Let’s say you choose not to update, still believing your company isn’t a target. Your company suffers a cybersecurity incident. We’ll say ransomware. A threat actor has gained access to your system and had some time to do some digging around. Now, they know exactly how much cash on hand your company has. They would then attempt to ransom your data for that exact amount of money. Here’s the real kicker, they’re a criminal so you pay that money, who’s to say they return your data? How do you know they didn’t install a foothold in your system to do this again? How do you know the software they’re using will even work? It’s not like hacking software is regulated.
End of Service Life: The Bigger Picture
Another huge cost to consider is your company’s reputation. Both your customers and vendors now have to analyze the risk of doing business with you. “But we have Cybersecurity insurance.” Cybersecurity insurance doesn’t cover relationships and reputation. It also doesn’t insure your data.
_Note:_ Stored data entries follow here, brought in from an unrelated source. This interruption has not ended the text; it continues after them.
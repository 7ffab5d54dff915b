use serde::Deserialize;
use std::time::Duration;

/// Main configuration structure for Rummage
#[derive(Debug, Clone, Default, Deserialize)]
pub struct Config {
    #[serde(default)]
    pub server: ServerConfig,
    #[serde(default)]
    pub redis: RedisConfig,
    #[serde(default)]
    pub scraper: ScraperConfig,
}

/// HTTP server configuration
#[derive(Debug, Clone, Deserialize)]
pub struct ServerConfig {
    /// Port the API server listens on
    #[serde(default = "default_port")]
    pub port: u16,

    /// Prefix used when building absolute URLs returned to clients.
    /// Derived from the port when left empty.
    #[serde(rename = "base-url", default)]
    pub base_url: String,
}

/// Job store configuration
#[derive(Debug, Clone, Deserialize)]
pub struct RedisConfig {
    /// Redis connection URL
    #[serde(default = "default_redis_url")]
    pub url: String,
}

/// Scraper behavior configuration
#[derive(Debug, Clone, Deserialize)]
pub struct ScraperConfig {
    /// Default per-page HTTP deadline in milliseconds
    #[serde(rename = "default-timeout-ms", default = "default_timeout_ms")]
    pub default_timeout_ms: u64,

    /// Default wait between response headers and body read, in milliseconds
    #[serde(rename = "default-wait-time-ms", default)]
    pub default_wait_time_ms: u64,

    /// Upper bound on concurrently running background jobs
    #[serde(rename = "max-concurrent-jobs", default = "default_max_concurrent_jobs")]
    pub max_concurrent_jobs: u32,

    /// Hours a persisted job survives before its record expires
    #[serde(rename = "job-expiration-hours", default = "default_job_expiration_hours")]
    pub job_expiration_hours: u32,
}

fn default_port() -> u16 {
    8080
}

fn default_redis_url() -> String {
    "redis://localhost:6379".to_string()
}

fn default_timeout_ms() -> u64 {
    30_000
}

fn default_max_concurrent_jobs() -> u32 {
    10
}

fn default_job_expiration_hours() -> u32 {
    24
}

impl Default for ServerConfig {
    fn default() -> Self {
        Self {
            port: default_port(),
            base_url: String::new(),
        }
    }
}

impl Default for RedisConfig {
    fn default() -> Self {
        Self {
            url: default_redis_url(),
        }
    }
}

impl Default for ScraperConfig {
    fn default() -> Self {
        Self {
            default_timeout_ms: default_timeout_ms(),
            default_wait_time_ms: 0,
            max_concurrent_jobs: default_max_concurrent_jobs(),
            job_expiration_hours: default_job_expiration_hours(),
        }
    }
}

impl Config {
    /// Returns the base URL clients should use to reach this server,
    /// falling back to `http://localhost:{port}` when unconfigured.
    pub fn base_url(&self) -> String {
        if self.server.base_url.is_empty() {
            format!("http://localhost:{}", self.server.port)
        } else {
            self.server.base_url.trim_end_matches('/').to_string()
        }
    }

    /// TTL applied to every persisted job record
    pub fn job_expiration(&self) -> Duration {
        Duration::from_secs(u64::from(self.scraper.job_expiration_hours) * 3600)
    }
}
Yet another cost: compliance. That’s right; your compliance depends on supported computer and server operating systems. HIPAA Journal gives detailed look at the cost of a HIPAA violation. If you’re keeping track, we’ve now spent the cost of data recovery, the downtime, and loss of productivity, the loss of trust with both vendors and clients and the fines. Don’t forget the hacker knew how much cash you had and leveraged it against you. This is a potentially business-ending incident.
Products You Need to Prepare For and Steps to Take
Microsoft has a well-established End-of-Life policy that outlines the lifecycle of its products. The policy provides businesses ample time to prepare for product retirement and migrate to newer versions or alternatives.
The Microsoft End-of-Life policy affects a wide range of products, including operating systems, servers, software applications, and cloud services. Some of the most popular products that have reached or are nearing End-of-Life include:
- Windows 7
- Windows Server 2008 R2
- Microsoft Office 2010
- Exchange Server 2010
- SharePoint Server 2010
If your business relies on any of these products, it’s crucial to take action to ensure that your systems and data remain secure. Here are some steps you can take:
- Identify the products that are nearing End-of-Life or have already reached it. Microsoft provides a comprehensive list of its products and their lifecycle on its website.
- Develop a migration plan. This plan should include a timeline for transitioning to newer versions or alternative solutions. It’s essential to consider compatibility, training, and budget factors.
- Prioritize security. End-of-Life products are vulnerable to security threats and cyber attacks, as they no longer receive updates and patches. Make sure to implement robust security measures, such as firewalls, antivirus software, and intrusion detection systems.
- Consider the cloud. Many businesses are migrating to cloud-based solutions like Microsoft 365 to address End-of-Life concerns. Cloud solutions offer several advantages, including scalability, accessibility, and automatic updates.
- Get professional help. Migrating to new systems and solutions can be a complex and time-consuming process. Consider partnering with an IT provider that specializes in Microsoft products to ensure a smooth transition.
Microsoft End-of-Life is an essential consideration for any business that uses its products. By understanding the policy, identifying affected products, and taking proactive steps to migrate and secure your systems, you can avoid potential risks and ensure your business continues running smoothly. With the right planning and support, you can make the most of Microsoft’s products and services for years to come.